A federal appeals court has thrown out a $22.4 million jury verdictagainst the Palm Beach County Sheriff's Office in the 2013 shooting that left Dontrell Stephens paralyzed from the waist down.
According to the 11th Circuit Court of Appeals decision, two out of three judges say "erroneous jury instructions" denied Deputy Adams Lin the ability to defend himself against claims that he used excessive force.
A federal jury found, in 2016, that Lin used unreasonable, and excessive force, when he shot Stephens in 2013.
Dash-cam video shows Lin stopping Stephens for riding his bike on the wrong side of the road. What happened after that was at the center of the 2016 civil trial.
When Stephens stepped off his bike, Lin instructed him to walk toward him while showing his hands. According to Lin, Stephens turned away while walking toward him. Lin said he thought he saw a dark object in Dontrell's hand.
Stephens claims that on the video you can see him holding a cellphone to his ear, prior to the stop. Deputy Lin claims he never saw the cellphone.
Stephens was shot four times at close range.
Lawyers for Stephens say the video clearly shows Lin shot Stephens as soon as he dismounted his bike, amounting to excessive force.
The appeals court has ordered a new trial in the case because some jury instructions did not accurately reflect the law.
Jack Scarola, the attorney for Dontrell Stephens, was in federal court on another case but issued this reaction:
We are extremely disappointed in the majority opinion for all the reasons identified in the very persuasive and well-supported dissenting opinion that agreed with the trial court judge. We have every intention of continuing to pursue our rights for further appellate review and to exhaust all legal means to be sure Dontrell Stephens is fully compensated for the tragic injury he suffered. If that eventually means retrying this case before another jury, we are ready, willing and able to do that. We are confident that no jury will ever find that the Palm Beach County Sheriff’s Office was justified in shooting an unarmed bicyclist in the back.
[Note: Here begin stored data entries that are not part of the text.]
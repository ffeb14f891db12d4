//! Scripted AI-vs-AI playback.
//!
//! The conversation is fixed at authoring time. Turn `n` reveals the n-th
//! distinct round; the room's `max_turns` is the round count, fixed when the
//! room was created.

use rostrum_core::debate::remaining_turns;
use rostrum_core::playback::{distinct_rounds, lines_for_round, round_for_turn};
use rostrum_core::report::playback_report;
use rostrum_db::models::debate_room::DebateRoom;
use rostrum_db::repositories::DebateScriptRepo;

use crate::engine::dispatcher::claim_turn;
use crate::engine::report::finish_room;
use crate::engine::views::PlaybackTurn;
use crate::error::{AppError, AppResult};
use crate::state::AppState;

/// Reveal the next round of the room's script.
pub async fn reveal_next(state: &AppState, room: DebateRoom) -> AppResult<PlaybackTurn> {
    let topic_id = room.required_topic_id()?;

    let room = claim_turn(&state.pool, &room).await?;
    let turn = room.conversation_turn;

    let script = DebateScriptRepo::list_by_topic(&state.pool, topic_id).await?;
    let rounds = distinct_rounds(&script);
    let round = round_for_turn(&rounds, turn).ok_or_else(|| {
        AppError::InternalError(format!(
            "Script for topic {topic_id} has {} rounds, room {} expects {}",
            rounds.len(),
            room.id,
            room.max_turns
        ))
    })?;
    let lines = lines_for_round(&script, round);

    tracing::debug!(room_id = room.id, turn, round, lines = lines.len(), "Revealed round");

    let debate_completed = turn >= room.max_turns;
    let report = if debate_completed {
        Some(finish_room(state, room.id, &playback_report(turn)).await?)
    } else {
        None
    };

    Ok(PlaybackTurn {
        round,
        lines,
        debate_completed,
        report,
        conversation_turn: turn,
        remaining_turns: remaining_turns(turn, room.max_turns),
    })
}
The sheriff's office issued this statement:
The Sheriff’s Office is pleased to learn of the ruling by the 11th District Court of Appeals. Sgt. Adams Lin, who is a minority himself, and who had worked in the high crime neighborhood where the incident occurred for many years had never used deadly force prior to his unfortunate encounter with Mr. Stephens. In fact Sgt. Lin had worked with many residents in the community including raising funds to send underprivileged African American youth to Washington D.C. on school field trips. Sgt. Lin also fostered an African American child and he had many encounters with African Americans and other minority citizens prior to his encounter with Mr. Stephens. Based upon Mr. Stephens’ actions, Sgt. Lin reasonably mistook a cell phone that Mr. Stephens held in his hand for a firearm, and fearing for his life, he shot Mr. Stephens. Sgt. Lin then saved Mr. Stephens life due to the fact that he had extensive medical training as a result of serving his country as a member of the U.S. Army while on deployment in Afghanistan in 2008. He did so by rendering first aid to Mr. Stephens until EMS arrived.
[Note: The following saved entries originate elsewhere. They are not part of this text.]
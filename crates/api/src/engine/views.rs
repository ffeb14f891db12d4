//! Response payloads of the debate endpoints (camelCase on the wire).

use rostrum_core::debate::TreeType;
use rostrum_core::tree_walk::{EndReason, ResolveTier};
use rostrum_core::types::DbId;
use rostrum_db::models::debate_message::DebateMessage;
use rostrum_db::models::debate_report::DebateReport;
use rostrum_db::models::debate_room::DebateRoom;
use rostrum_db::models::debate_script::ScriptLine;
use rostrum_db::models::mcq::{McqOption, McqResponse};
use serde::Serialize;

// ---------------------------------------------------------------------------
// MCQ nodes
// ---------------------------------------------------------------------------

#[derive(Debug, Serialize)]
#[serde(rename_all = "camelCase")]
pub struct McqOptionView {
    pub id: DbId,
    pub text: String,
    pub letter: String,
    pub is_terminal: bool,
}

impl From<McqOption> for McqOptionView {
    fn from(o: McqOption) -> Self {
        Self {
            id: o.id,
            text: o.option_text,
            letter: o.option_letter,
            is_terminal: o.is_terminal,
        }
    }
}

/// One AI message of a tree together with the user's possible replies.
#[derive(Debug, Serialize)]
#[serde(rename_all = "camelCase")]
pub struct McqNodeView {
    pub id: DbId,
    pub message: String,
    pub persona: String,
    pub level: i32,
    pub options: Vec<McqOptionView>,
}

impl McqNodeView {
    pub fn new(node: McqResponse, options: Vec<McqOption>) -> Self {
        Self {
            id: node.id,
            message: node.message,
            persona: node.persona,
            level: node.level,
            options: options.into_iter().map(McqOptionView::from).collect(),
        }
    }
}

/// Echo of the option the user just picked.
#[derive(Debug, Serialize)]
#[serde(rename_all = "camelCase")]
pub struct SelectedChoice {
    pub option_id: DbId,
    pub letter: String,
    pub text: String,
}

impl From<&McqOption> for SelectedChoice {
    fn from(o: &McqOption) -> Self {
        Self {
            option_id: o.id,
            letter: o.option_letter.clone(),
            text: o.option_text.clone(),
        }
    }
}

// ---------------------------------------------------------------------------
// Turn responses
// ---------------------------------------------------------------------------

#[derive(Debug, Serialize)]
#[serde(rename_all = "camelCase")]
pub struct FreeTextTurn {
    pub user_message: DebateMessage,
    pub ai_response: DebateMessage,
    pub debate_completed: bool,
    #[serde(skip_serializing_if = "Option::is_none")]
    pub report: Option<DebateReport>,
    pub conversation_turn: i32,
    pub remaining_turns: i32,
}

#[derive(Debug, Serialize)]
#[serde(rename_all = "camelCase")]
pub struct PlaybackTurn {
    pub round: i32,
    pub lines: Vec<ScriptLine>,
    pub debate_completed: bool,
    #[serde(skip_serializing_if = "Option::is_none")]
    pub report: Option<DebateReport>,
    pub conversation_turn: i32,
    pub remaining_turns: i32,
}

#[derive(Debug, Serialize)]
#[serde(rename_all = "camelCase")]
pub struct TreeWalkTurn {
    #[serde(skip_serializing_if = "Option::is_none")]
    pub next_question: Option<McqNodeView>,
    pub is_completed: bool,
    #[serde(skip_serializing_if = "Option::is_none")]
    pub report: Option<DebateReport>,
    pub current_level: i32,
    pub remaining_levels: i32,
    /// Absent only when the walk is finished without a new selection.
    #[serde(skip_serializing_if = "Option::is_none")]
    pub selected_choice: Option<SelectedChoice>,
    #[serde(skip_serializing_if = "Option::is_none")]
    pub end_reason: Option<EndReason>,
    #[serde(skip_serializing_if = "Option::is_none")]
    pub resolved_by: Option<ResolveTier>,
}

/// Reply to an action on a room whose final turn was used up by an earlier
/// request that never finished it. Carries both completion flags so clients
/// of every mode see the session end.
#[derive(Debug, Serialize)]
#[serde(rename_all = "camelCase")]
pub struct RecoveredTurn {
    pub debate_completed: bool,
    pub is_completed: bool,
    pub report: DebateReport,
    pub conversation_turn: i32,
    pub remaining_turns: i32,
}

impl RecoveredTurn {
    pub fn new(room: &DebateRoom, report: DebateReport) -> Self {
        Self {
            debate_completed: true,
            is_completed: true,
            report,
            conversation_turn: room.conversation_turn,
            remaining_turns: 0,
        }
    }
}

/// Result of one dispatched action; serialized as the mode's own shape.
#[derive(Debug, Serialize)]
#[serde(untagged)]
pub enum TurnOutcome {
    FreeText(FreeTextTurn),
    Playback(PlaybackTurn),
    TreeWalk(TreeWalkTurn),
    Recovered(RecoveredTurn),
}

// ---------------------------------------------------------------------------
// Room responses
// ---------------------------------------------------------------------------

/// A freshly created room plus whatever the mode shows first.
#[derive(Debug, Serialize)]
#[serde(rename_all = "camelCase")]
pub struct CreatedDebate {
    pub room: DebateRoom,
    /// Free text: the AI's opening statement (turn 0).
    #[serde(skip_serializing_if = "Option::is_none")]
    pub opening_message: Option<DebateMessage>,
    /// Playback: the full scripted conversation.
    #[serde(skip_serializing_if = "Option::is_none")]
    pub script: Option<Vec<ScriptLine>>,
    /// MCQ: the tree the AI speaks from.
    #[serde(skip_serializing_if = "Option::is_none")]
    pub tree_type: Option<TreeType>,
    /// MCQ: the root node and its options.
    #[serde(skip_serializing_if = "Option::is_none")]
    pub first_question: Option<McqNodeView>,
}

impl CreatedDebate {
    pub fn new(room: DebateRoom) -> Self {
        Self {
            room,
            opening_message: None,
            script: None,
            tree_type: None,
            first_question: None,
        }
    }
}

/// A room with its transcript and, once completed, its report.
#[derive(Debug, Serialize)]
#[serde(rename_all = "camelCase")]
pub struct DebateDetail {
    pub room: DebateRoom,
    pub messages: Vec<DebateMessage>,
    /// MCQ rooms still in progress: the node the user is answering.
    #[serde(skip_serializing_if = "Option::is_none")]
    pub current_question: Option<McqNodeView>,
    #[serde(skip_serializing_if = "Option::is_none")]
    pub report: Option<DebateReport>,
}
The narrow issue decided by the jury in this case was limited exclusively to whether Sgt. Lin intentionally used excessive force upon Mr. Stephens on September 13, 2013. The 11th District Court agreed with the Sheriff’s Office that the Jury instructions deprived Sgt. Lin of the opportunity to have his claim of qualified immunity considered by the district court and ordered a new trial. The civil rights claim against the Sheriff’s Office was properly dismissed by the Court before trial. The Court dismissed the civil rights claim against the Sheriff’s Office because there was no evidence to support a claim that the Sheriff’s Office’s customs policies, practices and procedures including investigations of officer involved shooting, could have caused the use of excessive deadly force in this case, and this was reaffirmed. The jury was not asked to decide any claims against the Sheriff’s Office regarding its customs, policies, practices or procedures, including the investigation of officer involved shootings, and will not be asked to do so in the future, at a new trial.
The only remaining claim against the Sheriff’s Office is a state law battery claim for excessive force which has a cap on damages in the amount of $200,000.00 absent passage of a claims bill by the state legislature.